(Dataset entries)
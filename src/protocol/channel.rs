use crate::foundation::error::{DriveError, DriveResult};
use crate::protocol::wire::{PageCall, PageReply};
use crate::render::frame::FrameRGBA;
use serde_json::Value;
use std::time::{Duration, Instant};

/// Absolute point in time by which a command must settle. `Deadline::none()` never expires.
///
/// The protocol has no intrinsic timeout; the controller attaches one per command.
#[derive(Clone, Copy, Debug, PartialEq, Eq)]
pub struct Deadline(Option<Instant>);

impl Deadline {
    /// A deadline that never expires.
    pub fn none() -> Self {
        Self(None)
    }

    /// A deadline `timeout` from now.
    pub fn after(timeout: Duration) -> Self {
        Self(Some(Instant::now() + timeout))
    }

    /// `Deadline::after` when a timeout is configured, else `Deadline::none`.
    pub fn from_timeout(timeout: Option<Duration>) -> Self {
        timeout.map_or_else(Self::none, Self::after)
    }

    /// Time left, saturating at zero. `None` when unbounded.
    pub fn remaining(self) -> Option<Duration> {
        self.0.map(|at| at.saturating_duration_since(Instant::now()))
    }

    /// `true` once the deadline has passed.
    pub fn is_expired(self) -> bool {
        self.0.is_some_and(|at| Instant::now() >= at)
    }
}

/// Transport to one page instance.
///
/// A page is single-threaded: calls take `&mut self` and must not be pipelined. Each call
/// returns only once everything it triggered has settled.
pub trait PageChannel: Send {
    /// Issue a protocol call and return the page's `ok` value.
    fn call(&mut self, call: &PageCall, deadline: Deadline) -> DriveResult<Value>;

    /// Capture the pixels currently rendered for the frame cursor.
    fn capture(&mut self, deadline: Deadline) -> DriveResult<FrameRGBA>;
}

impl<C: PageChannel + ?Sized> PageChannel for Box<C> {
    fn call(&mut self, call: &PageCall, deadline: Deadline) -> DriveResult<Value> {
        (**self).call(call, deadline)
    }

    fn capture(&mut self, deadline: Deadline) -> DriveResult<FrameRGBA> {
        (**self).capture(deadline)
    }
}

/// Opens fresh, independent page instances (one per render worker).
pub trait PageFactory: Sync {
    /// Channel type of the opened pages.
    type Channel: PageChannel;

    /// Open a new page, loaded and ready for commands.
    fn open(&self) -> DriveResult<Self::Channel>;
}

/// Low-level automation hook into a browser-like page (e.g. a debugging-protocol session).
///
/// How scripts are physically delivered is up to the implementor.
pub trait ScriptEvaluator: Send {
    /// Evaluate `script`, await the promise it returns, and yield the resolved JSON value.
    fn evaluate(&mut self, script: &str, deadline: Deadline) -> DriveResult<Value>;

    /// Capture the visible viewport as PNG bytes.
    fn screenshot_png(&mut self, deadline: Deadline) -> DriveResult<Vec<u8>>;
}

/// [`PageChannel`] that speaks the protocol through page globals via a [`ScriptEvaluator`].
#[derive(Debug)]
pub struct ScriptChannel<E> {
    evaluator: E,
}

impl<E: ScriptEvaluator> ScriptChannel<E> {
    /// Wrap an evaluator.
    pub fn new(evaluator: E) -> Self {
        Self { evaluator }
    }

    /// Borrow the evaluator.
    pub fn evaluator(&self) -> &E {
        &self.evaluator
    }

    /// Unwrap the evaluator.
    pub fn into_inner(self) -> E {
        self.evaluator
    }
}

impl<E: ScriptEvaluator> PageChannel for ScriptChannel<E> {
    #[tracing::instrument(level = "debug", skip(self, call), fields(global = call.global_name()))]
    fn call(&mut self, call: &PageCall, deadline: Deadline) -> DriveResult<Value> {
        let script = call.to_script()?;
        let raw = self.evaluator.evaluate(&script, deadline)?;
        PageReply::from_value(raw)?.into_result()
    }

    fn capture(&mut self, deadline: Deadline) -> DriveResult<FrameRGBA> {
        let png = self.evaluator.screenshot_png(deadline)?;
        if png.is_empty() {
            return Err(DriveError::serde("page returned an empty screenshot"));
        }
        FrameRGBA::from_png(&png)
    }
}

#[cfg(test)]
#[path = "../../tests/unit/protocol/channel.rs"]
mod tests;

◆ Exercise instructions ◆
Go line by line through the data, copying each one that contains the word "ScriptEvaluator".

◆ Written answer ◆
pub trait ScriptEvaluator: Send {
/// [`PageChannel`] that speaks the protocol through page globals via a [`ScriptEvaluator`].
impl<E: ScriptEvaluator> ScriptChannel<E> {
impl<E: ScriptEvaluator> PageChannel for ScriptChannel<E> {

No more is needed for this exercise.